Collected data

::::::

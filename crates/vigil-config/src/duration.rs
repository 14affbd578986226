//! Humane duration strings.
//!
//! Config files spell durations as an integer with a unit suffix:
//! `"250ms"`, `"30s"`, `"5m"`, `"1h"`, `"30d"`. Compound forms like
//! `"1h30m"` are rejected; write `"90m"` instead.

use std::time::Duration;

use once_cell::sync::Lazy;
use regex::Regex;

use crate::error::{ConfigError, Result};

/// Accepted shape of a humane duration string.
static DURATION_REGEX: Lazy<Regex> =
    Lazy::new(|| Regex::new(r"^(\d+)(ms|s|m|h|d)$").unwrap_or_else(|_| unreachable!()));

/// Parses a humane duration string.
pub fn parse_duration(input: &str) -> Result<Duration> {
    let invalid = || ConfigError::InvalidDuration {
        input: input.to_string(),
    };

    let captures = DURATION_REGEX.captures(input.trim()).ok_or_else(invalid)?;
    let value: u64 = captures[1].parse().map_err(|_| invalid())?;

    let duration = match &captures[2] {
        "ms" => Some(Duration::from_millis(value)),
        "s" => Some(Duration::from_secs(value)),
        "m" => value.checked_mul(60).map(Duration::from_secs),
        "h" => value.checked_mul(3600).map(Duration::from_secs),
        "d" => value.checked_mul(86_400).map(Duration::from_secs),
        _ => None,
    };
    duration.ok_or_else(invalid)
}

/// Renders a duration using the largest unit that divides it evenly.
///
/// The output round-trips through [`parse_duration`] for any duration
/// with whole-millisecond precision.
#[must_use]
pub fn format_duration(duration: Duration) -> String {
    let millis = duration.as_millis();
    if millis == 0 {
        return "0s".to_string();
    }
    if millis % 1000 != 0 {
        return format!("{millis}ms");
    }

    let seconds = duration.as_secs();
    if seconds % 86_400 == 0 {
        format!("{}d", seconds / 86_400)
    } else if seconds % 3600 == 0 {
        format!("{}h", seconds / 3600)
    } else if seconds % 60 == 0 {
        format!("{}m", seconds / 60)
    } else {
        format!("{seconds}s")
    }
}

/// Serde adapter for `Duration` fields spelled in humane form.
///
/// Use with `#[serde(with = "duration::humane")]`.
pub mod humane {
    use std::time::Duration;

    use serde::de::Error as _;
    use serde::{Deserialize, Deserializer, Serializer};

    use super::{format_duration, parse_duration};

    /// Serializes the duration as a humane string.
    pub fn serialize<S: Serializer>(
        duration: &Duration,
        serializer: S,
    ) -> Result<S::Ok, S::Error> {
        serializer.serialize_str(&format_duration(*duration))
    }

    /// Deserializes a humane duration string.
    pub fn deserialize<'de, D: Deserializer<'de>>(
        deserializer: D,
    ) -> Result<Duration, D::Error> {
        let raw = String::deserialize(deserializer)?;
        parse_duration(&raw).map_err(D::Error::custom)
    }
}

/// Serde adapter for optional `Duration` fields in humane form.
///
/// Pair with `#[serde(default, skip_serializing_if = "Option::is_none")]`
/// so an absent field stays absent on the way back out.
pub mod humane_opt {
    use std::time::Duration;

    use serde::de::Error as _;
    use serde::{Deserialize, Deserializer, Serializer};

    use super::{format_duration, parse_duration};

    /// Serializes the duration as a humane string when present.
    pub fn serialize<S: Serializer>(
        duration: &Option<Duration>,
        serializer: S,
    ) -> Result<S::Ok, S::Error> {
        match duration {
            Some(d) => serializer.serialize_some(&format_duration(*d)),
            None => serializer.serialize_none(),
        }
    }

    /// Deserializes an optional humane duration string.
    pub fn deserialize<'de, D: Deserializer<'de>>(
        deserializer: D,
    ) -> Result<Option<Duration>, D::Error> {
        let raw = Option::<String>::deserialize(deserializer)?;
        raw.map(|s| parse_duration(&s).map_err(D::Error::custom))
            .transpose()
    }
}

#[cfg(test)]
mod tests {
    use proptest::prelude::*;

    use super::*;

    mod parse_tests {
        use super::*;
        use test_case::test_case;

        #[test_case("250ms", Duration::from_millis(250); "milliseconds")]
        #[test_case("30s", Duration::from_secs(30); "seconds")]
        #[test_case("5m", Duration::from_secs(300); "minutes")]
        #[test_case("1h", Duration::from_secs(3600); "hours")]
        #[test_case("30d", Duration::from_secs(2_592_000); "days")]
        #[test_case("0s", Duration::ZERO; "zero")]
        #[test_case(" 90m ", Duration::from_secs(5400); "surrounding whitespace")]
        fn parses(input: &str, expected: Duration) {
            assert_eq!(parse_duration(input).unwrap(), expected);
        }

        #[test_case(""; "empty")]
        #[test_case("5"; "missing unit")]
        #[test_case("s"; "missing value")]
        #[test_case("5 m"; "inner whitespace")]
        #[test_case("-5m"; "negative")]
        #[test_case("1.5h"; "fractional")]
        #[test_case("1h30m"; "compound")]
        #[test_case("5w"; "unknown unit")]
        #[test_case("99999999999999999999s"; "overflows u64")]
        fn rejects(input: &str) {
            let err = parse_duration(input).unwrap_err();
            assert!(matches!(err, ConfigError::InvalidDuration { .. }));
        }

        #[test]
        fn rejects_day_overflow() {
            let input = format!("{}d", u64::MAX);
            assert!(parse_duration(&input).is_err());
        }
    }

    mod format_tests {
        use super::*;
        use test_case::test_case;

        #[test_case(Duration::ZERO, "0s"; "zero")]
        #[test_case(Duration::from_millis(250), "250ms"; "milliseconds")]
        #[test_case(Duration::from_secs(45), "45s"; "seconds")]
        #[test_case(Duration::from_secs(300), "5m"; "whole minutes")]
        #[test_case(Duration::from_secs(5400), "90m"; "ninety minutes")]
        #[test_case(Duration::from_secs(7200), "2h"; "whole hours")]
        #[test_case(Duration::from_secs(2_592_000), "30d"; "whole days")]
        #[test_case(Duration::from_millis(1500), "1500ms"; "fractional second stays in millis")]
        fn formats(duration: Duration, expected: &str) {
            assert_eq!(format_duration(duration), expected);
        }
    }

    proptest! {
        #[test]
        fn format_then_parse_round_trips(millis in 0_u64..u64::from(u32::MAX)) {
            let duration = Duration::from_millis(millis);
            let rendered = format_duration(duration);
            prop_assert_eq!(parse_duration(&rendered).unwrap(), duration);
        }
    }
}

::::::

=== Exercise details ===
All records should be returned verbatim, none left out.

=== Result of the exercise ===
filename crates/vigil-config/src/duration.rs
repository 14affbd578986226
//! Humane duration strings.
//!
//! Config files spell durations as an integer with a unit suffix:
//! `"250ms"`, `"30s"`, `"5m"`, `"1h"`, `"30d"`. Compound forms like
//! `"1h30m"` are rejected; write `"90m"` instead.

use std::time::Duration;

use once_cell::sync::Lazy;
use regex::Regex;

use crate::error::{ConfigError, Result};

/// Accepted shape of a humane duration string.
static DURATION_REGEX: Lazy<Regex> =
    Lazy::new(|| Regex::new(r"^(\d+)(ms|s|m|h|d)$").unwrap_or_else(|_| unreachable!()));

/// Parses a humane duration string.
pub fn parse_duration(input: &str) -> Result<Duration> {
    let invalid = || ConfigError::InvalidDuration {
        input: input.to_string(),
    };

    let captures = DURATION_REGEX.captures(input.trim()).ok_or_else(invalid)?;
    let value: u64 = captures[1].parse().map_err(|_| invalid())?;

    let duration = match &captures[2] {
        "ms" => Some(Duration::from_millis(value)),
        "s" => Some(Duration::from_secs(value)),
        "m" => value.checked_mul(60).map(Duration::from_secs),
        "h" => value.checked_mul(3600).map(Duration::from_secs),
        "d" => value.checked_mul(86_400).map(Duration::from_secs),
        _ => None,
    };
    duration.ok_or_else(invalid)
}

/// Renders a duration using the largest unit that divides it evenly.
///
/// The output round-trips through [`parse_duration`] for any duration
/// with whole-millisecond precision.
#[must_use]
pub fn format_duration(duration: Duration) -> String {
    let millis = duration.as_millis();
    if millis == 0 {
        return "0s".to_string();
    }
    if millis % 1000 != 0 {
        return format!("{millis}ms");
    }

    let seconds = duration.as_secs();
    if seconds % 86_400 == 0 {
        format!("{}d", seconds / 86_400)
    } else if seconds % 3600 == 0 {
        format!("{}h", seconds / 3600)
    } else if seconds % 60 == 0 {
        format!("{}m", seconds / 60)
    } else {
        format!("{seconds}s")
    }
}

/// Serde adapter for `Duration` fields spelled in humane form.
///
/// Use with `#[serde(with = "duration::humane")]`.
pub mod humane {
    use std::time::Duration;

    use serde::de::Error as _;
    use serde::{Deserialize, Deserializer, Serializer};

    use super::{format_duration, parse_duration};

    /// Serializes the duration as a humane string.
    pub fn serialize<S: Serializer>(
        duration: &Duration,
        serializer: S,
    ) -> Result<S::Ok, S::Error> {
        serializer.serialize_str(&format_duration(*duration))
    }

    /// Deserializes a humane duration string.
    pub fn deserialize<'de, D: Deserializer<'de>>(
        deserializer: D,
    ) -> Result<Duration, D::Error> {
        let raw = String::deserialize(deserializer)?;
        parse_duration(&raw).map_err(D::Error::custom)
    }
}

/// Serde adapter for optional `Duration` fields in humane form.
///
/// Pair with `#[serde(default, skip_serializing_if = "Option::is_none")]`
/// so an absent field stays absent on the way back out.
pub mod humane_opt {
    use std::time::Duration;

    use serde::de::Error as _;
    use serde::{Deserialize, Deserializer, Serializer};

    use super::{format_duration, parse_duration};

    /// Serializes the duration as a humane string when present.
    pub fn serialize<S: Serializer>(
        duration: &Option<Duration>,
        serializer: S,
    ) -> Result<S::Ok, S::Error> {
        match duration {
            Some(d) => serializer.serialize_some(&format_duration(*d)),
            None => serializer.serialize_none(),
        }
    }

    /// Deserializes an optional humane duration string.
    pub fn deserialize<'de, D: Deserializer<'de>>(
        deserializer: D,
    ) -> Result<Option<Duration>, D::Error> {
        let raw = Option::<String>::deserialize(deserializer)?;
        raw.map(|s| parse_duration(&s).map_err(D::Error::custom))
            .transpose()
    }
}

#[cfg(test)]
mod tests {
    use proptest::prelude::*;

    use super::*;

    mod parse_tests {
        use super::*;
        use test_case::test_case;

        #[test_case("250ms", Duration::from_millis(250); "milliseconds")]
        #[test_case("30s", Duration::from_secs(30); "seconds")]
        #[test_case("5m", Duration::from_secs(300); "minutes")]
        #[test_case("1h", Duration::from_secs(3600); "hours")]
        #[test_case("30d", Duration::from_secs(2_592_000); "days")]
        #[test_case("0s", Duration::ZERO; "zero")]
        #[test_case(" 90m ", Duration::from_secs(5400); "surrounding whitespace")]
        fn parses(input: &str, expected: Duration) {
            assert_eq!(parse_duration(input).unwrap(), expected);
        }

        #[test_case(""; "empty")]
        #[test_case("5"; "missing unit")]
        #[test_case("s"; "missing value")]
        #[test_case("5 m"; "inner whitespace")]
        #[test_case("-5m"; "negative")]
        #[test_case("1.5h"; "fractional")]
        #[test_case("1h30m"; "compound")]
        #[test_case("5w"; "unknown unit")]
        #[test_case("99999999999999999999s"; "overflows u64")]
        fn rejects(input: &str) {
            let err = parse_duration(input).unwrap_err();
            assert!(matches!(err, ConfigError::InvalidDuration { .. }));
        }

        #[test]
        fn rejects_day_overflow() {
            let input = format!("{}d", u64::MAX);
            assert!(parse_duration(&input).is_err());
        }
    }

    mod format_tests {
        use super::*;
        use test_case::test_case;

        #[test_case(Duration::ZERO, "0s"; "zero")]
        #[test_case(Duration::from_millis(250), "250ms"; "milliseconds")]
        #[test_case(Duration::from_secs(45), "45s"; "seconds")]
        #[test_case(Duration::from_secs(300), "5m"; "whole minutes")]
        #[test_case(Duration::from_secs(5400), "90m"; "ninety minutes")]
        #[test_case(Duration::from_secs(7200), "2h"; "whole hours")]
        #[test_case(Duration::from_secs(2_592_000), "30d"; "whole days")]
        #[test_case(Duration::from_millis(1500), "1500ms"; "fractional second stays in millis")]
        fn formats(duration: Duration, expected: &str) {
            assert_eq!(format_duration(duration), expected);
        }
    }

    proptest! {
        #[test]
        fn format_then_parse_round_trips(millis in 0_u64..u64::from(u32::MAX)) {
            let duration = Duration::from_millis(millis);
            let rendered = format_duration(duration);
            prop_assert_eq!(parse_duration(&rendered).unwrap(), duration);
        }
    }
}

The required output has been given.